## TASK TO COMPLETE
Copy all of the data below exactly as it is given.

**** INPUT MATERIAL

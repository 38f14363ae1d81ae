
use once_cell::sync::Lazy;
use std::fmt::{self, Display};
use thiserror::Error;

/// Number of entries in the built-in tables, one per MIDI velocity.
pub const GRADIENT_STEPS: usize = 128;
/// Background table entry used to shade black-key rows
pub const BLACK_KEY_INDEX: usize = 12;

#[derive(Error, Debug, Clone, PartialEq)]
pub enum GradientError {
    #[error("a gradient needs at least 2 steps, got {0}")]
    TooFewSteps(usize),
}

#[derive(Debug, Clone, Copy, PartialEq, Eq)]
pub struct Rgb {
    pub r: u8,
    pub g: u8,
    pub b: u8,
}

impl Rgb {
    pub const fn new(r: u8, g: u8, b: u8) -> Self {
        Self { r, g, b }
    }
}

impl Display for Rgb {
    fn fmt(&self, f: &mut fmt::Formatter<'_>) -> fmt::Result {
        write!(f, "rgb({}, {}, {})", self.r, self.g, self.b)
    }
}

/// Ordered, immutable list of colors linearly interpolated between two endpoints.
#[derive(Debug, Clone, PartialEq)]
pub struct GradientTable {
    colors: Vec<Rgb>,
}

impl GradientTable {
    /// Interpolate `steps` colors from `start` to `end`, both included.
    pub fn generate(start: Rgb, end: Rgb, steps: usize) -> Result<Self, GradientError> {
        if steps < 2 {
            return Err(GradientError::TooFewSteps(steps));
        }
        let last = (steps - 1) as f64;
        let channel = |from: u8, to: u8, i: usize| -> u8 {
            let value = from as f64 + (to as f64 - from as f64) * i as f64 / last;
            value.round().clamp(0., 255.) as u8
        };
        let colors = (0..steps)
            .map(|i| {
                Rgb::new(
                    channel(start.r, end.r, i),
                    channel(start.g, end.g, i),
                    channel(start.b, end.b, i),
                )
            })
            .collect();

        Ok(Self { colors })
    }

    pub fn get(&self, index: usize) -> Option<Rgb> {
        self.colors.get(index).copied()
    }

    pub fn len(&self) -> usize {
        self.colors.len()
    }

    pub fn first(&self) -> Rgb {
        self.colors[0]
    }
}

// Brand colors #5DB5D5 -> #154151
const BACKGROUND_START: Rgb = Rgb::new(93, 181, 213);
const BACKGROUND_END: Rgb = Rgb::new(21, 65, 81);

const NOTE_START: Rgb = Rgb::new(66, 66, 61);
const NOTE_END: Rgb = Rgb::new(28, 28, 26);

pub static BACKGROUND_COLORMAP: Lazy<GradientTable> = Lazy::new(|| {
    GradientTable::generate(BACKGROUND_START, BACKGROUND_END, GRADIENT_STEPS)
        .expect("GRADIENT_STEPS is above the minimum")
});

pub static NOTE_COLORMAP: Lazy<GradientTable> = Lazy::new(|| {
    GradientTable::generate(NOTE_START, NOTE_END, GRADIENT_STEPS)
        .expect("GRADIENT_STEPS is above the minimum")
});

********

## TASK ANSWER
repository 38f14363ae1d81ae

use once_cell::sync::Lazy;
use std::fmt::{self, Display};
use thiserror::Error;

/// Number of entries in the built-in tables, one per MIDI velocity.
pub const GRADIENT_STEPS: usize = 128;
/// Background table entry used to shade black-key rows
pub const BLACK_KEY_INDEX: usize = 12;

#[derive(Error, Debug, Clone, PartialEq)]
pub enum GradientError {
    #[error("a gradient needs at least 2 steps, got {0}")]
    TooFewSteps(usize),
}

#[derive(Debug, Clone, Copy, PartialEq, Eq)]
pub struct Rgb {
    pub r: u8,
    pub g: u8,
    pub b: u8,
}

impl Rgb {
    pub const fn new(r: u8, g: u8, b: u8) -> Self {
        Self { r, g, b }
    }
}

impl Display for Rgb {
    fn fmt(&self, f: &mut fmt::Formatter<'_>) -> fmt::Result {
        write!(f, "rgb({}, {}, {})", self.r, self.g, self.b)
    }
}

/// Ordered, immutable list of colors linearly interpolated between two endpoints.
#[derive(Debug, Clone, PartialEq)]
pub struct GradientTable {
    colors: Vec<Rgb>,
}

impl GradientTable {
    /// Interpolate `steps` colors from `start` to `end`, both included.
    pub fn generate(start: Rgb, end: Rgb, steps: usize) -> Result<Self, GradientError> {
        if steps < 2 {
            return Err(GradientError::TooFewSteps(steps));
        }
        let last = (steps - 1) as f64;
        let channel = |from: u8, to: u8, i: usize| -> u8 {
            let value = from as f64 + (to as f64 - from as f64) * i as f64 / last;
            value.round().clamp(0., 255.) as u8
        };
        let colors = (0..steps)
            .map(|i| {
                Rgb::new(
                    channel(start.r, end.r, i),
                    channel(start.g, end.g, i),
                    channel(start.b, end.b, i),
                )
            })
            .collect();

        Ok(Self { colors })
    }

    pub fn get(&self, index: usize) -> Option<Rgb> {
        self.colors.get(index).copied()
    }

    pub fn len(&self) -> usize {
        self.colors.len()
    }

    pub fn first(&self) -> Rgb {
        self.colors[0]
    }
}

// Brand colors #5DB5D5 -> #154151
const BACKGROUND_START: Rgb = Rgb::new(93, 181, 213);
const BACKGROUND_END: Rgb = Rgb::new(21, 65, 81);

const NOTE_START: Rgb = Rgb::new(66, 66, 61);
const NOTE_END: Rgb = Rgb::new(28, 28, 26);

pub static BACKGROUND_COLORMAP: Lazy<GradientTable> = Lazy::new(|| {
    GradientTable::generate(BACKGROUND_START, BACKGROUND_END, GRADIENT_STEPS)
        .expect("GRADIENT_STEPS is above the minimum")
});

pub static NOTE_COLORMAP: Lazy<GradientTable> = Lazy::new(|| {
    GradientTable::generate(NOTE_START, NOTE_END, GRADIENT_STEPS)
        .expect("GRADIENT_STEPS is above the minimum")
});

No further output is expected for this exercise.